- Instructions to follow: Copy the records below in full, changing no character.

------ The records ------

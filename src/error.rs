//! Error types for the parameter-server trainer.

use thiserror::Error;

pub type Result<T> = std::result::Result<T, MfError>;

#[derive(Error, Debug)]
pub enum MfError {
    #[error("configuration error: {0}")]
    Configuration(String),

    #[error("io error: {0}")]
    Io(#[from] std::io::Error),

    #[error("malformed sample at line {line}: {reason}")]
    MalformedSample { line: u64, reason: String },

    #[error("{0} used before initialization")]
    Uninitialized(&'static str),
}
//! Proxy/routing engine.
//!
//! # Responsibilities
//! - Select a candidate upstream that is in the current healthy snapshot
//! - Forward the buffered request through the outbound client
//! - Fail over to another upstream on 5xx or transport errors, up to the
//!   retry budget
//! - Count successful deliveries per upstream and process-wide
//!
//! The engine reads the healthy set but never writes it.

use std::net::IpAddr;
use std::sync::atomic::{AtomicU64, Ordering};
use std::sync::Arc;

use axum::body::Bytes;
use axum::http::{HeaderMap, Method};
use rand::seq::SliceRandom;

use crate::health::HealthySet;
use crate::http::client::{UpstreamClient, UpstreamRequest, UpstreamResponse};
use crate::load_balancer::backend::{Upstream, UpstreamId};
use crate::load_balancer::{SelectionMode, Selector, UpstreamRegistry};
use crate::resilience::{classify_status, AttemptOutcome, RetryPolicy, UpstreamTimeouts};
use crate::routing::error::ProxyError;

/// An inbound request, buffered and stripped of hop-by-hop headers.
#[derive(Debug, Clone)]
pub struct ProxiedRequest {
    pub method: Method,
    /// Original path plus query string, e.g. `/api/items?page=2`.
    pub path_and_query: String,
    pub headers: HeaderMap,
    pub body: Bytes,
    pub client_ip: IpAddr,
}

impl ProxiedRequest {
    fn for_upstream(&self, upstream: &Upstream) -> UpstreamRequest {
        UpstreamRequest {
            method: self.method.clone(),
            url: format!("{}{}", upstream.url(), self.path_and_query),
            headers: self.headers.clone(),
            body: self.body.clone(),
        }
    }
}

/// Per-request retry state.
#[derive(Debug, Clone, PartialEq, Eq)]
pub struct RetryContext {
    /// Attempts made so far.
    pub attempt: u32,
    /// Sticky routing key (client IP).
    pub client_key: String,
}

impl RetryContext {
    pub fn new(client_key: impl Into<String>) -> Self {
        Self {
            attempt: 0,
            client_key: client_key.into(),
        }
    }

    /// The first selection uses the active method; every reselection after
    /// a failed attempt is a failover selection.
    pub fn selection_mode(&self) -> SelectionMode {
        if self.attempt == 0 {
            SelectionMode::Configured
        } else {
            SelectionMode::Failover
        }
    }
}

pub struct ProxyEngine {
    registry: Arc<UpstreamRegistry>,
    healthy: HealthySet,
    selector: Arc<Selector>,
    client: Arc<dyn UpstreamClient>,
    retry: RetryPolicy,
    timeouts: UpstreamTimeouts,
    total_served: AtomicU64,
}

impl ProxyEngine {
    pub fn new(
        registry: Arc<UpstreamRegistry>,
        healthy: HealthySet,
        selector: Arc<Selector>,
        client: Arc<dyn UpstreamClient>,
        retry: RetryPolicy,
        timeouts: UpstreamTimeouts,
    ) -> Self {
        Self {
            registry,
            healthy,
            selector,
            client,
            retry,
            timeouts,
            total_served: AtomicU64::new(0),
        }
    }

    pub fn registry(&self) -> &Arc<UpstreamRegistry> {
        &self.registry
    }

    pub fn healthy(&self) -> &HealthySet {
        &self.healthy
    }

    pub fn selector(&self) -> &Arc<Selector> {
        &self.selector
    }

    /// Requests answered with 200 since startup.
    pub fn total_served(&self) -> u64 {
        self.total_served.load(Ordering::Relaxed)
    }

    /// Draw candidates until one is in the healthy snapshot.
    ///
    /// `failed` is the upstream whose attempt just failed; it is skipped
    /// whenever another healthy upstream exists. Draws are bounded by the
    /// total configured weight, which is enough for the cyclic strategies
    /// to visit every upstream. If the budget runs out (random can keep
    /// missing), a random eligible upstream is used instead.
    pub fn select(
        &self,
        client_key: &str,
        mode: SelectionMode,
        failed: Option<&UpstreamId>,
    ) -> Result<Arc<Upstream>, ProxyError> {
        let snapshot = self.healthy.snapshot();
        if snapshot.is_empty() {
            return Err(ProxyError::NoHealthyUpstream);
        }

        let avoid = failed.filter(|_| snapshot.len() > 1);
        let eligible = |id: &UpstreamId| snapshot.contains(id) && avoid != Some(id);

        let servers = self.registry.servers();
        for _ in 0..self.registry.total_weight().max(1) {
            let candidate = self.selector.next_server(servers, &snapshot, Some(client_key), mode)?;
            if eligible(&candidate.id) {
                return Ok(candidate);
            }
        }

        let candidates: Vec<&Arc<Upstream>> = servers.iter().filter(|s| eligible(&s.id)).collect();
        candidates
            .choose(&mut rand::thread_rng())
            .map(|s| Arc::clone(*s))
            .ok_or(ProxyError::NoHealthyUpstream)
    }

    /// Forward `request`, failing over between upstreams as needed.
    pub async fn forward(&self, request: ProxiedRequest) -> Result<UpstreamResponse, ProxyError> {
        let mut ctx = RetryContext::new(request.client_ip.to_string());
        let mut upstream = self.select(&ctx.client_key, ctx.selection_mode(), None)?;

        loop {
            ctx.attempt += 1;
            tracing::debug!(
                upstream = %upstream.id,
                attempt = ctx.attempt,
                method = %request.method,
                path = %request.path_and_query,
                "Proxying request"
            );

            match self.client.send(request.for_upstream(&upstream), &self.timeouts).await {
                Ok(response) => match classify_status(response.status) {
                    AttemptOutcome::Success => {
                        upstream.record_served();
                        self.total_served.fetch_add(1, Ordering::Relaxed);
                        return Ok(response);
                    }
                    AttemptOutcome::PassThrough => return Ok(response),
                    AttemptOutcome::Retry => {
                        tracing::warn!(
                            upstream = %upstream.id,
                            attempt = ctx.attempt,
                            status = %response.status,
                            "Upstream returned server error, switching upstream"
                        );
                    }
                },
                Err(e) => {
                    tracing::warn!(
                        upstream = %upstream.id,
                        attempt = ctx.attempt,
                        error = %e,
                        "Upstream transport error, switching upstream"
                    );
                }
            }

            if !self.retry.allows_another(ctx.attempt) {
                tracing::error!(
                    attempts = ctx.attempt,
                    path = %request.path_and_query,
                    "All retries failed"
                );
                return Err(ProxyError::RetriesExhausted { attempts: ctx.attempt });
            }

            upstream = self.select(&ctx.client_key, ctx.selection_mode(), Some(&upstream.id))?;
        }
    }
}
//! Observability subsystem.
//!
//! # Data Flow
//! ```text
//! All subsystems produce:
//!     → tracing events (structured fields: upstream, attempt, status)
//!     → logging.rs subscriber (EnvFilter + fmt)
//!
//! Inbound requests:
//!     → tower-http TraceLayer span carrying x-request-id
//! ```
//!
//! # Design Decisions
//! - Request ID flows through every request span
//! - Counters live on the upstreams and engine as atomics, read by the admin API

pub mod logging;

------

- The answer:
filename src/error.rs
//! Error types for the parameter-server trainer.

use thiserror::Error;

pub type Result<T> = std::result::Result<T, MfError>;

#[derive(Error, Debug)]
pub enum MfError {
    #[error("configuration error: {0}")]
    Configuration(String),

    #[error("io error: {0}")]
    Io(#[from] std::io::Error),

    #[error("malformed sample at line {line}: {reason}")]
    MalformedSample { line: u64, reason: String },

    #[error("{0} used before initialization")]
    Uninitialized(&'static str),
}
//! Proxy/routing engine.
//!
//! # Responsibilities
//! - Select a candidate upstream that is in the current healthy snapshot
//! - Forward the buffered request through the outbound client
//! - Fail over to another upstream on 5xx or transport errors, up to the
//!   retry budget
//! - Count successful deliveries per upstream and process-wide
//!
//! The engine reads the healthy set but never writes it.

use std::net::IpAddr;
use std::sync::atomic::{AtomicU64, Ordering};
use std::sync::Arc;

use axum::body::Bytes;
use axum::http::{HeaderMap, Method};
use rand::seq::SliceRandom;

use crate::health::HealthySet;
use crate::http::client::{UpstreamClient, UpstreamRequest, UpstreamResponse};
use crate::load_balancer::backend::{Upstream, UpstreamId};
use crate::load_balancer::{SelectionMode, Selector, UpstreamRegistry};
use crate::resilience::{classify_status, AttemptOutcome, RetryPolicy, UpstreamTimeouts};
use crate::routing::error::ProxyError;

/// An inbound request, buffered and stripped of hop-by-hop headers.
#[derive(Debug, Clone)]
pub struct ProxiedRequest {
    pub method: Method,
    /// Original path plus query string, e.g. `/api/items?page=2`.
    pub path_and_query: String,
    pub headers: HeaderMap,
    pub body: Bytes,
    pub client_ip: IpAddr,
}

impl ProxiedRequest {
    fn for_upstream(&self, upstream: &Upstream) -> UpstreamRequest {
        UpstreamRequest {
            method: self.method.clone(),
            url: format!("{}{}", upstream.url(), self.path_and_query),
            headers: self.headers.clone(),
            body: self.body.clone(),
        }
    }
}

/// Per-request retry state.
#[derive(Debug, Clone, PartialEq, Eq)]
pub struct RetryContext {
    /// Attempts made so far.
    pub attempt: u32,
    /// Sticky routing key (client IP).
    pub client_key: String,
}

impl RetryContext {
    pub fn new(client_key: impl Into<String>) -> Self {
        Self {
            attempt: 0,
            client_key: client_key.into(),
        }
    }

    /// The first selection uses the active method; every reselection after
    /// a failed attempt is a failover selection.
    pub fn selection_mode(&self) -> SelectionMode {
        if self.attempt == 0 {
            SelectionMode::Configured
        } else {
            SelectionMode::Failover
        }
    }
}

pub struct ProxyEngine {
    registry: Arc<UpstreamRegistry>,
    healthy: HealthySet,
    selector: Arc<Selector>,
    client: Arc<dyn UpstreamClient>,
    retry: RetryPolicy,
    timeouts: UpstreamTimeouts,
    total_served: AtomicU64,
}

impl ProxyEngine {
    pub fn new(
        registry: Arc<UpstreamRegistry>,
        healthy: HealthySet,
        selector: Arc<Selector>,
        client: Arc<dyn UpstreamClient>,
        retry: RetryPolicy,
        timeouts: UpstreamTimeouts,
    ) -> Self {
        Self {
            registry,
            healthy,
            selector,
            client,
            retry,
            timeouts,
            total_served: AtomicU64::new(0),
        }
    }

    pub fn registry(&self) -> &Arc<UpstreamRegistry> {
        &self.registry
    }

    pub fn healthy(&self) -> &HealthySet {
        &self.healthy
    }

    pub fn selector(&self) -> &Arc<Selector> {
        &self.selector
    }

    /// Requests answered with 200 since startup.
    pub fn total_served(&self) -> u64 {
        self.total_served.load(Ordering::Relaxed)
    }

    /// Draw candidates until one is in the healthy snapshot.
    ///
    /// `failed` is the upstream whose attempt just failed; it is skipped
    /// whenever another healthy upstream exists. Draws are bounded by the
    /// total configured weight, which is enough for the cyclic strategies
    /// to visit every upstream. If the budget runs out (random can keep
    /// missing), a random eligible upstream is used instead.
    pub fn select(
        &self,
        client_key: &str,
        mode: SelectionMode,
        failed: Option<&UpstreamId>,
    ) -> Result<Arc<Upstream>, ProxyError> {
        let snapshot = self.healthy.snapshot();
        if snapshot.is_empty() {
            return Err(ProxyError::NoHealthyUpstream);
        }

        let avoid = failed.filter(|_| snapshot.len() > 1);
        let eligible = |id: &UpstreamId| snapshot.contains(id) && avoid != Some(id);

        let servers = self.registry.servers();
        for _ in 0..self.registry.total_weight().max(1) {
            let candidate = self.selector.next_server(servers, &snapshot, Some(client_key), mode)?;
            if eligible(&candidate.id) {
                return Ok(candidate);
            }
        }

        let candidates: Vec<&Arc<Upstream>> = servers.iter().filter(|s| eligible(&s.id)).collect();
        candidates
            .choose(&mut rand::thread_rng())
            .map(|s| Arc::clone(*s))
            .ok_or(ProxyError::NoHealthyUpstream)
    }

    /// Forward `request`, failing over between upstreams as needed.
    pub async fn forward(&self, request: ProxiedRequest) -> Result<UpstreamResponse, ProxyError> {
        let mut ctx = RetryContext::new(request.client_ip.to_string());
        let mut upstream = self.select(&ctx.client_key, ctx.selection_mode(), None)?;

        loop {
            ctx.attempt += 1;
            tracing::debug!(
                upstream = %upstream.id,
                attempt = ctx.attempt,
                method = %request.method,
                path = %request.path_and_query,
                "Proxying request"
            );

            match self.client.send(request.for_upstream(&upstream), &self.timeouts).await {
                Ok(response) => match classify_status(response.status) {
                    AttemptOutcome::Success => {
                        upstream.record_served();
                        self.total_served.fetch_add(1, Ordering::Relaxed);
                        return Ok(response);
                    }
                    AttemptOutcome::PassThrough => return Ok(response),
                    AttemptOutcome::Retry => {
                        tracing::warn!(
                            upstream = %upstream.id,
                            attempt = ctx.attempt,
                            status = %response.status,
                            "Upstream returned server error, switching upstream"
                        );
                    }
                },
                Err(e) => {
                    tracing::warn!(
                        upstream = %upstream.id,
                        attempt = ctx.attempt,
                        error = %e,
                        "Upstream transport error, switching upstream"
                    );
                }
            }

            if !self.retry.allows_another(ctx.attempt) {
                tracing::error!(
                    attempts = ctx.attempt,
                    path = %request.path_and_query,
                    "All retries failed"
                );
                return Err(ProxyError::RetriesExhausted { attempts: ctx.attempt });
            }

            upstream = self.select(&ctx.client_key, ctx.selection_mode(), Some(&upstream.id))?;
        }
    }
}
//! Observability subsystem.
//!
//! # Data Flow
//! ```text
//! All subsystems produce:
//!     → tracing events (structured fields: upstream, attempt, status)
//!     → logging.rs subscriber (EnvFilter + fmt)
//!
//! Inbound requests:
//!     → tower-http TraceLayer span carrying x-request-id
//! ```
//!
//! # Design Decisions
//! - Request ID flows through every request span
//! - Counters live on the upstreams and engine as atomics, read by the admin API

pub mod logging;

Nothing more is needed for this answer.